Recorded data ▸
┌────────

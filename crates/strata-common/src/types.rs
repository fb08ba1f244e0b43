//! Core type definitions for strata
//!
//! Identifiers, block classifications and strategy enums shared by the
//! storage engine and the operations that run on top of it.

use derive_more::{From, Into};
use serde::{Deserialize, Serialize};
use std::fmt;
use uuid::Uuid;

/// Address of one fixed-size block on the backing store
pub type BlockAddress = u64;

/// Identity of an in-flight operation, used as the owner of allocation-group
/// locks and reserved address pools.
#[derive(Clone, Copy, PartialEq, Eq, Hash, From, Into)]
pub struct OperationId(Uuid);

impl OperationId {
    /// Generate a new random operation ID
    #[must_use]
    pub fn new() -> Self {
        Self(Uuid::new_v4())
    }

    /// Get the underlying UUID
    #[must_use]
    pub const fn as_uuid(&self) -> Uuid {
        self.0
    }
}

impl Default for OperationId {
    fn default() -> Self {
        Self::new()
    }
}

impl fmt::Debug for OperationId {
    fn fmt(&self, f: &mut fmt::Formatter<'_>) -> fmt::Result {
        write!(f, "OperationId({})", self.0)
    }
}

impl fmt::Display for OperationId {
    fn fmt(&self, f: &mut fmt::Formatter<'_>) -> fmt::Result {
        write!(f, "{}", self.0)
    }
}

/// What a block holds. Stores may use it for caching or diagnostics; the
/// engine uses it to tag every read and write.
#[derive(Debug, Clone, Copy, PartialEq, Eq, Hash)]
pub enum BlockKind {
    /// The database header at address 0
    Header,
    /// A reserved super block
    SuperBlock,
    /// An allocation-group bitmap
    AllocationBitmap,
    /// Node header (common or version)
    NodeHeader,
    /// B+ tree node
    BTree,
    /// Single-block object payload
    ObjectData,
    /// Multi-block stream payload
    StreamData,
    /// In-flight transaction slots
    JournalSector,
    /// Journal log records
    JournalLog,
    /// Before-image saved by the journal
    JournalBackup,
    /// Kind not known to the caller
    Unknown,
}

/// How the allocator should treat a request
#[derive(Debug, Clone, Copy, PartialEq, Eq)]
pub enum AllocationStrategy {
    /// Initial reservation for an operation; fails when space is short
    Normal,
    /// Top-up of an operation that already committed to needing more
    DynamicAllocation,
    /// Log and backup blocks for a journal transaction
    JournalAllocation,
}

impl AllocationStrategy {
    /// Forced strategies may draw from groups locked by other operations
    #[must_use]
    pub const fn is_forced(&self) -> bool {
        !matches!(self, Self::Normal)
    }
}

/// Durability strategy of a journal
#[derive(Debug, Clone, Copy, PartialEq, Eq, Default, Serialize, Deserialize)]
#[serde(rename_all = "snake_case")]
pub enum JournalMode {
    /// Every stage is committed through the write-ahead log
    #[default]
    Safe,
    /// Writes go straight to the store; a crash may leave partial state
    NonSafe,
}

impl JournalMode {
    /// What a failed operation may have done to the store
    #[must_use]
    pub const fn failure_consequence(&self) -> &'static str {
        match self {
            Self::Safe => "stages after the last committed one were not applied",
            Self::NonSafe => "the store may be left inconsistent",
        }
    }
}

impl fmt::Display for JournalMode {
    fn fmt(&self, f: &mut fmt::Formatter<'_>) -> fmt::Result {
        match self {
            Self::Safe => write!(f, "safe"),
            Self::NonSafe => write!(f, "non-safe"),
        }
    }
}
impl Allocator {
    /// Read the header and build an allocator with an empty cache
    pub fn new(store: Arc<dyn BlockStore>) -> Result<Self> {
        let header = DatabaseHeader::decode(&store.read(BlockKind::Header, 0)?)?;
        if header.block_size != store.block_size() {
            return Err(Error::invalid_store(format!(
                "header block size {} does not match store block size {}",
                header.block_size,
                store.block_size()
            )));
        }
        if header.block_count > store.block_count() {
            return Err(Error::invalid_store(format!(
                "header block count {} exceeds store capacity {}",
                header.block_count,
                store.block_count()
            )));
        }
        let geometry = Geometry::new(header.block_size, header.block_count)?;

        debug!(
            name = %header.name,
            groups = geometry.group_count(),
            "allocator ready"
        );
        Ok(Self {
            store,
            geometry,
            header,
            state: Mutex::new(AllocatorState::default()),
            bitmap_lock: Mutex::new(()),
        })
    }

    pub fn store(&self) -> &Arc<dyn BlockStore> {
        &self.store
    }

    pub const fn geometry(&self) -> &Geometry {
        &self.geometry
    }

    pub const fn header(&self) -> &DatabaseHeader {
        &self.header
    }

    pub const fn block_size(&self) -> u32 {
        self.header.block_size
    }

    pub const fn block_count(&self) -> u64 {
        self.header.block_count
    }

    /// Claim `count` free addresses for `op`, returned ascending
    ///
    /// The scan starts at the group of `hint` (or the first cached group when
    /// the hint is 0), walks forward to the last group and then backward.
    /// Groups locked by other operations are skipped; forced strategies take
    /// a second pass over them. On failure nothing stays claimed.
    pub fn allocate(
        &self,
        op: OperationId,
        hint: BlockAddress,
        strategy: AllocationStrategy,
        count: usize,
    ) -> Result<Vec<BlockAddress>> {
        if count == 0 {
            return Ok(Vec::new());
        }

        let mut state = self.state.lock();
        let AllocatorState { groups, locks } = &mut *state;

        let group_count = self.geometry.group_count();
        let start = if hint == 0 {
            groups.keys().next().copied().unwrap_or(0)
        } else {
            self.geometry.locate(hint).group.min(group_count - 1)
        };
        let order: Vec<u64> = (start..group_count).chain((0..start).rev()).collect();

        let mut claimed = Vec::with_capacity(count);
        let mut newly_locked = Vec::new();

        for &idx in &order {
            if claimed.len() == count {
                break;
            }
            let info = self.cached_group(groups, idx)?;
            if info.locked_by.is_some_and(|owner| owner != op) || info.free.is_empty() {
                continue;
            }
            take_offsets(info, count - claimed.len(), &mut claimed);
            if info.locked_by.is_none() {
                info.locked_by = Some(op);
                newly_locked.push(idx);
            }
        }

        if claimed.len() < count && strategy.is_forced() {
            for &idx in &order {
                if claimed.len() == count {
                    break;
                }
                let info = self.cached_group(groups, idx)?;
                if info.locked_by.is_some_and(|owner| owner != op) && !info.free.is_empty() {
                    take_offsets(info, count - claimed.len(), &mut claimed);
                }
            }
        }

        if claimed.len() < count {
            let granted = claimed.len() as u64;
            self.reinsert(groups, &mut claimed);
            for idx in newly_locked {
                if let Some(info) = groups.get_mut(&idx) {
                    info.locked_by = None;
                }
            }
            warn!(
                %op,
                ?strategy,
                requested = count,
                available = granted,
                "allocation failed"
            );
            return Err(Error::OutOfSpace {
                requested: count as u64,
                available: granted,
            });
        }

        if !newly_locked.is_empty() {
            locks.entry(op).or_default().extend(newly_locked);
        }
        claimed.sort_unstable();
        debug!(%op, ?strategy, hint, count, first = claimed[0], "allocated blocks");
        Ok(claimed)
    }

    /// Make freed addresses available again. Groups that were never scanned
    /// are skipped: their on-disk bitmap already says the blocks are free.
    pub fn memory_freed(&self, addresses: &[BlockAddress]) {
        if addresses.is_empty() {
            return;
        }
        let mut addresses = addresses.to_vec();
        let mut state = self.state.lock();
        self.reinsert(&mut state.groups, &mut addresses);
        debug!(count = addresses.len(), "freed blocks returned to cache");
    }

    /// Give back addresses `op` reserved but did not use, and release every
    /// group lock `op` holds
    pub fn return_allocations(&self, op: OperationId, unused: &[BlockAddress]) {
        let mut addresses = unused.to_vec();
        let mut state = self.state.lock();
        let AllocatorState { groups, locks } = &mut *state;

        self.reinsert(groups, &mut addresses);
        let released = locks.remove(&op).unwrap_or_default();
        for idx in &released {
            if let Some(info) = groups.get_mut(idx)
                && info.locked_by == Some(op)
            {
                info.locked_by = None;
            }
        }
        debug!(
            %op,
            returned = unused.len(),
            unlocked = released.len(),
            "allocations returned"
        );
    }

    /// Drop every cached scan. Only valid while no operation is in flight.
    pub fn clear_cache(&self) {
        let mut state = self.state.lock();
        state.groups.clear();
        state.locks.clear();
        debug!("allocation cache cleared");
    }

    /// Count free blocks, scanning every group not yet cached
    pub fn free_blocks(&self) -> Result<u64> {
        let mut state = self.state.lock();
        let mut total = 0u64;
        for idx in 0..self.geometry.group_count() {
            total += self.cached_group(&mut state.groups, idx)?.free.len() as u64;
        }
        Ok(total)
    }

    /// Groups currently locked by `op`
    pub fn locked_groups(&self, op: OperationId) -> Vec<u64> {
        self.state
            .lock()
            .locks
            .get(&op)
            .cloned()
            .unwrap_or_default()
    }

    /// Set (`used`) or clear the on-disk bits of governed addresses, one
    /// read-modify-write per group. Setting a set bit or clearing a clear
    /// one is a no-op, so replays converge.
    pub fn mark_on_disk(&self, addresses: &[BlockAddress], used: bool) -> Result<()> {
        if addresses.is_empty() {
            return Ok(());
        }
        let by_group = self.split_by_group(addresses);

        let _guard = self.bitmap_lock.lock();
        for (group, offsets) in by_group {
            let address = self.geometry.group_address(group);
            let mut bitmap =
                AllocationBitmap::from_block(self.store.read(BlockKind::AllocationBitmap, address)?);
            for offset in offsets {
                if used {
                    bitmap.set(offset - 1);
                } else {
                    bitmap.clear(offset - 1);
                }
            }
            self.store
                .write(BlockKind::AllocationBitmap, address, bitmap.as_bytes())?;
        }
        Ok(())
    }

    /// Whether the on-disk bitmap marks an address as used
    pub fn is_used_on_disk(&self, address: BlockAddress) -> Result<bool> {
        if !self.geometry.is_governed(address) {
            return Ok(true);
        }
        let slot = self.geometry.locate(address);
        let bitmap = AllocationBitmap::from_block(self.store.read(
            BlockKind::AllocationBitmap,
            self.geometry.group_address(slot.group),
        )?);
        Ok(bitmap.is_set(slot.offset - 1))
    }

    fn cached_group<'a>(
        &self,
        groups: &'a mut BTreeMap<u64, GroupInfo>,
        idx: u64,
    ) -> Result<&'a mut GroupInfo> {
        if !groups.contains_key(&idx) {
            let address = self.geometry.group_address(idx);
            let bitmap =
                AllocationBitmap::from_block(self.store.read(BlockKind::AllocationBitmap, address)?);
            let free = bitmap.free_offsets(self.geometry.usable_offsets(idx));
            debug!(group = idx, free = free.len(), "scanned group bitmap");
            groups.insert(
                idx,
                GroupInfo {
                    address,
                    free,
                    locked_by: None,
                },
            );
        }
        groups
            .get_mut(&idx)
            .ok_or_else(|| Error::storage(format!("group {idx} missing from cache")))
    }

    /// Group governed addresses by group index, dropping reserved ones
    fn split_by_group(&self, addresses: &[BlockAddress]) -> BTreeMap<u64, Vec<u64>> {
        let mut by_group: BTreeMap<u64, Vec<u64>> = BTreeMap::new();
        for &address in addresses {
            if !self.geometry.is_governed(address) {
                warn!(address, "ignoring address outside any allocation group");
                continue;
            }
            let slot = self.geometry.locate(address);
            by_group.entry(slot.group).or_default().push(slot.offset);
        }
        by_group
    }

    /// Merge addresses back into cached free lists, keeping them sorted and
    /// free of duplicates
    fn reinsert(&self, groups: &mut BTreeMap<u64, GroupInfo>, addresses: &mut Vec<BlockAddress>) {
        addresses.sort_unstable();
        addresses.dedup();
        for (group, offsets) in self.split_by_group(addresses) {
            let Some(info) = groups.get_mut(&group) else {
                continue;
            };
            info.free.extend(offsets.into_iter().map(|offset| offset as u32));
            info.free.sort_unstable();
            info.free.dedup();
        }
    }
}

└────────
┌────────

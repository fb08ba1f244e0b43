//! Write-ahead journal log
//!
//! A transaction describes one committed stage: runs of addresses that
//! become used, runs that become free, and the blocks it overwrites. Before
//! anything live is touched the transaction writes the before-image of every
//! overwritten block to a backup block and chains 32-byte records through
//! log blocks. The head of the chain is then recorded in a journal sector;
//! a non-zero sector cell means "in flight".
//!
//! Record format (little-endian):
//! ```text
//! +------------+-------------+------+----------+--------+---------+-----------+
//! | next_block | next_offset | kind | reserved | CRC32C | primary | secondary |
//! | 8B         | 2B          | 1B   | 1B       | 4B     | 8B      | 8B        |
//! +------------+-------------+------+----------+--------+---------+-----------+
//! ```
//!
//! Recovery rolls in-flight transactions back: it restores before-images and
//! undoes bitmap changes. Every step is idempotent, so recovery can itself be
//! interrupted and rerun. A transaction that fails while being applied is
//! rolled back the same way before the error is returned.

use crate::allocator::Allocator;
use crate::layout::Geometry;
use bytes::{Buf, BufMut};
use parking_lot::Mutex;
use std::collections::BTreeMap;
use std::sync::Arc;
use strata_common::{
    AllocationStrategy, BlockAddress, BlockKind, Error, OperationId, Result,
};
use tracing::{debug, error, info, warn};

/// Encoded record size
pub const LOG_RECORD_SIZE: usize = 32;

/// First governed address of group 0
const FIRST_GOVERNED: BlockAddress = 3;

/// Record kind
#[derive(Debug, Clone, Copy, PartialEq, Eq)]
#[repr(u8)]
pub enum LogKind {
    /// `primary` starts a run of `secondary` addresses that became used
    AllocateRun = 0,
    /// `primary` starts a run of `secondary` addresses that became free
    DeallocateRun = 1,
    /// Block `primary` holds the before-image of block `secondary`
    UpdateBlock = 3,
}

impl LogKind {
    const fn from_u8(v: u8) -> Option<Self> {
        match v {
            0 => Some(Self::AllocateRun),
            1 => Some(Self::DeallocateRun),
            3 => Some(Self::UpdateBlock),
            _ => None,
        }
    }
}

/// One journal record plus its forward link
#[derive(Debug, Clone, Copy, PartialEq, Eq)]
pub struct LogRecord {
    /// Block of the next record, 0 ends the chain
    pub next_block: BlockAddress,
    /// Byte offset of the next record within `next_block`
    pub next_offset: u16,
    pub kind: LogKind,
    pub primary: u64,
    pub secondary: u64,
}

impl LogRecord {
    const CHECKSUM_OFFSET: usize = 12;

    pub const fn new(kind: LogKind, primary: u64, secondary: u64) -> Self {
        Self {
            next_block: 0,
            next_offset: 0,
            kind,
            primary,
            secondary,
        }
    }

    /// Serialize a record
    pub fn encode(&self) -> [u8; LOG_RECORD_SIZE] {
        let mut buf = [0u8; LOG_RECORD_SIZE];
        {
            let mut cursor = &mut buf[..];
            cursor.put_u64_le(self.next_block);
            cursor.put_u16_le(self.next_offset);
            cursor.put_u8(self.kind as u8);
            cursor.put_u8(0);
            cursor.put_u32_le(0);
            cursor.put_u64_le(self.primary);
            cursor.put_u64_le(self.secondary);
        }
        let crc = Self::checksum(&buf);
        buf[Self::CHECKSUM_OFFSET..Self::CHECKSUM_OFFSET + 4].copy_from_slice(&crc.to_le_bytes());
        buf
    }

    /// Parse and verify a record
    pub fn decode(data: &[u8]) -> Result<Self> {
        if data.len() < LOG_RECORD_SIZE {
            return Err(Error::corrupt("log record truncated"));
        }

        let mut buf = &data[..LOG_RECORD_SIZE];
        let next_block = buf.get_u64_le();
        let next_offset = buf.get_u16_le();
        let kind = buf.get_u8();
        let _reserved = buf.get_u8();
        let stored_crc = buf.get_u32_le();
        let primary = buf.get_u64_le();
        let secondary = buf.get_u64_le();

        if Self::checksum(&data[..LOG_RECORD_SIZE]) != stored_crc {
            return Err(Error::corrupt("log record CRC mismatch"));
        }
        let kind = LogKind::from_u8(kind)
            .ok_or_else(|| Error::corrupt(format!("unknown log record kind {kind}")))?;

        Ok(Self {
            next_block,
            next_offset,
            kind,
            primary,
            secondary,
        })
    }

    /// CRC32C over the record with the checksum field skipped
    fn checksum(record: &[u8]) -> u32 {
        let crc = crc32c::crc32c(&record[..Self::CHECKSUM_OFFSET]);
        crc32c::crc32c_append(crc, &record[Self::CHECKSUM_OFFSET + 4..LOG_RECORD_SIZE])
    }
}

└────────

PROBLEM ▸ If a line above holds the string "UpdateBlock", copy it out.

WRITTEN RESPONSE ▸
    UpdateBlock = 3,
            3 => Some(Self::UpdateBlock),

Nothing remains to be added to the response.